There, the government chose to follow in the footsteps of Zimbabwe’s Robert Mugabe. It did so by enacting a land expropriation law that allows the state to seize the land of whites in the name of economic equity. That is what destroyed what remained of Rhodesia after the Bush War, and it will destroy South Africa for much the same reasons. Further, as the concept of the Great Taking shows, something of the same sort could happen here. So, we must pay attention.
First, I’ll discuss what the new South African expropriation law does, to create a framework for exploring its potentially destructive effects. Next, I’ll describe how just this sort of law destroyed Rhodesia. Finally, I’ll show how this sort of government-led expropriation law lurks in the background of America’s financial system, as shown by The Great Taking.
For my international followers - as of today, South Africas government is preparing to grab land without compensation. We are all Rhodesians now. Please, tell your friends. -K9 Reaper1
Listen to the podcast version of this article here:
The Law
The new South African law is simple: the government may seize property in the name of “equity,” and sometimes needn’t even provide compensation to landowners. As The Western Standard notes:2
The law, which replaces the pre-democratic Expropriation Act of 1975, allows the government to seize land in the name of "public interest."
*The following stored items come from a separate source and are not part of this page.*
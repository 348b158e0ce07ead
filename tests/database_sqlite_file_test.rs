// ABOUTME: Integration tests for the file-backed SQLite document store
// ABOUTME: Verifies persistence across reconnects, directory creation and the write primitives
//
// SPDX-License-Identifier: MIT OR Apache-2.0
// Copyright (c) 2025 ConvoInsight

#![allow(clippy::unwrap_used, clippy::expect_used, clippy::panic)]
#![allow(missing_docs)]

mod common;
mod helpers;

use convoinsight_server::database_plugins::{
    factory::create_store, Field, Filter, InsertOutcome, UpdateOutcome,
};
use helpers::fixtures::{minimal, standard_collection};
use serde_json::json;
use tempfile::TempDir;

fn database_url(dir: &TempDir) -> String {
    format!("sqlite:{}", dir.path().join("nested").join("store.db").display())
}

#[tokio::test]
async fn test_documents_survive_reconnect() {
    common::init_test_logging();
    let dir = tempfile::tempdir().unwrap();
    let url = database_url(&dir);

    {
        let store = create_store(&url).await.unwrap();
        common::seed(store.as_ref(), &standard_collection()).await.unwrap();
    }

    let store = create_store(&url).await.unwrap();
    assert!(dir.path().join("nested").join("store.db").exists());
    assert_eq!(store.count(&Filter::All).await.unwrap(), 4);
    assert_eq!(
        store.find_by_id("c2").await.unwrap().unwrap(),
        standard_collection()[1]
    );
}

#[tokio::test]
async fn test_write_primitives_on_file_store() {
    common::init_test_logging();
    let dir = tempfile::tempdir().unwrap();
    let store = create_store(&database_url(&dir)).await.unwrap();

    let document = minimal("w1");
    assert_eq!(
        store.insert_if_absent("w1", &document).await.unwrap(),
        InsertOutcome::Inserted
    );
    assert_eq!(
        store.insert_if_absent("w1", &document).await.unwrap(),
        InsertOutcome::AlreadyExists
    );

    let patch = json!({"agent": "Dana"});
    let patch = patch.as_object().unwrap();
    assert_eq!(
        store.update_fields("w1", patch).await.unwrap(),
        UpdateOutcome::Updated
    );
    assert_eq!(
        store.update_fields("w1", patch).await.unwrap(),
        UpdateOutcome::Unchanged
    );
    assert_eq!(
        store.update_fields("ghost", patch).await.unwrap(),
        UpdateOutcome::NotFound
    );
    assert_eq!(store.distinct(Field::Agent).await.unwrap(), vec!["Dana"]);

    assert!(store.delete("w1").await.unwrap());
    assert!(!store.delete("w1").await.unwrap());
    store.ping().await.unwrap();
}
The state has always had the ability to expropriate land, however the reasons for doing so have changed since 1994 with the advent of democracy in the nation.
Per Section 25 of the Constitution, public interest includes not just public services such as transit and hospitals, but "the nation's commitment to land reform, and to reforms to bring about equitable access to all South Africa's natural resources."
…
Stephen Grootes, President's Land Reform Advisory Panel member Bulelwa Mabasa, who also serves as head of land reform at Werksmans, explained that [times when the government is not required to pay property owners for their land] include abandoned land where the owner is not traceable, as well as land which is solely being held to increase its value. State-held land that is not being used will also be subject to expropriation without compensation.
So, if the government claims you are holding land because you want it to increase in value, as most do with real estate because of inflation (a particularly pernicious problem in South Africa),3 the government can seize it in the name of racial equity without providing a dime to you in compensation. Further, if you own an asset that the thugs in charge want, they can seize it and provide nominal compensation for it.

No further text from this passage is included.